* TASK ITEM: Lines that contain the string "else" are the ones to list; copy all of them from the records.
[Start of Attachment]
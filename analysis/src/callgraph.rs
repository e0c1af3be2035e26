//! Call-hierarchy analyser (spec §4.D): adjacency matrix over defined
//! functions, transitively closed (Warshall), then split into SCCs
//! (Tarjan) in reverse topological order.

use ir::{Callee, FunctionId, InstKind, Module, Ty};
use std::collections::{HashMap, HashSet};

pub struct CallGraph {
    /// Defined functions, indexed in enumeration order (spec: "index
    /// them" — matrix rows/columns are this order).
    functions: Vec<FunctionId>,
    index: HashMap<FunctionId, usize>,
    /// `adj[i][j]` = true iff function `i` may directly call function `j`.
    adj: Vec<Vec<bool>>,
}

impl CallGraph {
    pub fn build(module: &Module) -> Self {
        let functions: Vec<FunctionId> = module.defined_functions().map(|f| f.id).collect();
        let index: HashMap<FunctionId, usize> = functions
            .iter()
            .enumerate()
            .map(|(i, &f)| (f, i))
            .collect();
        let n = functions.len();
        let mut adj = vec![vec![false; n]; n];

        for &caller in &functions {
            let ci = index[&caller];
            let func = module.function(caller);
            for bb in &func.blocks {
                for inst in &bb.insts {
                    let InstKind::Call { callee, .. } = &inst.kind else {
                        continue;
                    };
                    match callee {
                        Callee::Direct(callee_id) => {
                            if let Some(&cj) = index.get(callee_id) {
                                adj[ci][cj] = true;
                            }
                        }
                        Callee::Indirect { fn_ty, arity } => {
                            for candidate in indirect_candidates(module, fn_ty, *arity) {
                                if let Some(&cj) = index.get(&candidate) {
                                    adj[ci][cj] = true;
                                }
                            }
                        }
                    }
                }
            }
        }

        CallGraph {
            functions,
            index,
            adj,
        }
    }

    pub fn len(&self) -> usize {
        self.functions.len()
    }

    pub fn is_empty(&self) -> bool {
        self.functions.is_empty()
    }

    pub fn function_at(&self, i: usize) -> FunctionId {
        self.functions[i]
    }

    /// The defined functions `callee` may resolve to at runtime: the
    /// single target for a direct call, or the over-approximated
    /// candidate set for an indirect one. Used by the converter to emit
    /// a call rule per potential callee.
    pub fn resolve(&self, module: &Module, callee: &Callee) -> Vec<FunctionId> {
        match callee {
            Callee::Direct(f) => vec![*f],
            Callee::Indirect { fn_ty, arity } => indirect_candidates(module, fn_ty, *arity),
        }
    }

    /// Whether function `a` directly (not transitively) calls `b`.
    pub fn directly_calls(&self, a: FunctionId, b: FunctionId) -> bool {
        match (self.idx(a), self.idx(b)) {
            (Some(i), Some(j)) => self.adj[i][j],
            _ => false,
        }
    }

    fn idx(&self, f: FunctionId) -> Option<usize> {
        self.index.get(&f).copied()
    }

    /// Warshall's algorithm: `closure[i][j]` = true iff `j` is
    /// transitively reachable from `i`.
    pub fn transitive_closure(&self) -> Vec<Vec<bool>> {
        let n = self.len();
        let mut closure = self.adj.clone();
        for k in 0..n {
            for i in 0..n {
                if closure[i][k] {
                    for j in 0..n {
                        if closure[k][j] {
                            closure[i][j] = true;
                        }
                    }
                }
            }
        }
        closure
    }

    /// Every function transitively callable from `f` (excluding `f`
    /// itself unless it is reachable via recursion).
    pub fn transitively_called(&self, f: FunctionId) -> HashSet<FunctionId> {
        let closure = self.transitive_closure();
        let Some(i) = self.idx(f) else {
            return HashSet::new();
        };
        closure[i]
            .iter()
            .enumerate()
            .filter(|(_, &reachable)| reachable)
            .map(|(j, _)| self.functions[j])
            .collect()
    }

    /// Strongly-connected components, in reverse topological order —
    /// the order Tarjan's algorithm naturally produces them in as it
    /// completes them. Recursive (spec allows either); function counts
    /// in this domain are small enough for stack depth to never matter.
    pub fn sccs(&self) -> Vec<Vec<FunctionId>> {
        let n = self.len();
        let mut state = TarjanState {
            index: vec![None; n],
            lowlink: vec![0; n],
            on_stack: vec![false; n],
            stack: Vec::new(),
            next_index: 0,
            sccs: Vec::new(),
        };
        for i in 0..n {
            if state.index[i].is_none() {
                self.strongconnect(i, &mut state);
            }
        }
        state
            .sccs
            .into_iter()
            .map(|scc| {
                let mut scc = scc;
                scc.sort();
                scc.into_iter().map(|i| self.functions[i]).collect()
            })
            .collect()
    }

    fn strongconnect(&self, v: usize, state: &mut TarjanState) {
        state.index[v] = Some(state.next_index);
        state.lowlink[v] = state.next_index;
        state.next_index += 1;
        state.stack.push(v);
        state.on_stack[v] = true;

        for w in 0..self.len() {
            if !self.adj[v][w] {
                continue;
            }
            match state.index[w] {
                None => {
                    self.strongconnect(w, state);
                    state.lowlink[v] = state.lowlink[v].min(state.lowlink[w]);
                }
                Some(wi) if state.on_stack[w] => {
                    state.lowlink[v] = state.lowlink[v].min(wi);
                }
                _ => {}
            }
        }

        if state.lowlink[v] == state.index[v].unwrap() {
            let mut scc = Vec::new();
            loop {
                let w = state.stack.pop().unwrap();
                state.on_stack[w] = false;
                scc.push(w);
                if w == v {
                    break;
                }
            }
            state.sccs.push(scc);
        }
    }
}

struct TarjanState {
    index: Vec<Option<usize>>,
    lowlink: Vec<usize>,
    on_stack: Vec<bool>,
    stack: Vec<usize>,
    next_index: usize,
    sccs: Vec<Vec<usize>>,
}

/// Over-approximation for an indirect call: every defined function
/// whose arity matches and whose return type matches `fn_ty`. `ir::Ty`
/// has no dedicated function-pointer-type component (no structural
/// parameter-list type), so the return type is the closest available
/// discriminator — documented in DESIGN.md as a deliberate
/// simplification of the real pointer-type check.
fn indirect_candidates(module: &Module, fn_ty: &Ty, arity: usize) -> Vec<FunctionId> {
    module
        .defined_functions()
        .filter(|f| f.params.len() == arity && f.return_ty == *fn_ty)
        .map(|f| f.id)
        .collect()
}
[End of Attachment]
[Start of Attachment]
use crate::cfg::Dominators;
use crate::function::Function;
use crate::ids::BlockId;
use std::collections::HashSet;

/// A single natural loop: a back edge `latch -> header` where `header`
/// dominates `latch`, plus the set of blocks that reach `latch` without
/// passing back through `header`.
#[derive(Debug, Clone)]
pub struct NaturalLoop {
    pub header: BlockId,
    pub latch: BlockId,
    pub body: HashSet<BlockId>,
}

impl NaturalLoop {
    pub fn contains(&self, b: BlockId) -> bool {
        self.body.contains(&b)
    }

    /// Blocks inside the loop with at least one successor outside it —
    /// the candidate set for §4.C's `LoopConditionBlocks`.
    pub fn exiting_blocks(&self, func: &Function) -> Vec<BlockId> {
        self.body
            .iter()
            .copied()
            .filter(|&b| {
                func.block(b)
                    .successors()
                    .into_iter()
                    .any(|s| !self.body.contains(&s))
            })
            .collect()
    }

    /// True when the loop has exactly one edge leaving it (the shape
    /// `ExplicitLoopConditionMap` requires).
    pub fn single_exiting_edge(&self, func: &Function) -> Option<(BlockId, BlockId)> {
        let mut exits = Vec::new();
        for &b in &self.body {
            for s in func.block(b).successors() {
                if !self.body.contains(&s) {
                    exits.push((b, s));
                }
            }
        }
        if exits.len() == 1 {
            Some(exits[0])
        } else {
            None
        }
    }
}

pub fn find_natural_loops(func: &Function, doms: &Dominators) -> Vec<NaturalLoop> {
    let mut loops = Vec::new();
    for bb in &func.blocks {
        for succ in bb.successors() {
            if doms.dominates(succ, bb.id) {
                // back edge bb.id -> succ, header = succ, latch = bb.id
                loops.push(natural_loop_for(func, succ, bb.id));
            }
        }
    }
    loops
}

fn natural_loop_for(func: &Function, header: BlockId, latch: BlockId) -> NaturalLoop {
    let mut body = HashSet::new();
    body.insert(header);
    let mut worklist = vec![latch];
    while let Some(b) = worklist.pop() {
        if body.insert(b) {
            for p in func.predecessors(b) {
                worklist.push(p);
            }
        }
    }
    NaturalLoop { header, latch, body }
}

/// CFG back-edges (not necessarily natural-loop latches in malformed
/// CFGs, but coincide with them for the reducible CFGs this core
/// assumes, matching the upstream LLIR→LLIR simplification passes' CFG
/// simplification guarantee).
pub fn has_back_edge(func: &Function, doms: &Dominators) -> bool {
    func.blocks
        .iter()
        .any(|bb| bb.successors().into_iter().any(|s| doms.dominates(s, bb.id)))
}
[End of Attachment]
* REPLY:
                    let InstKind::Call { callee, .. } = &inst.kind else {
        let Some(i) = self.idx(f) else {
        } else {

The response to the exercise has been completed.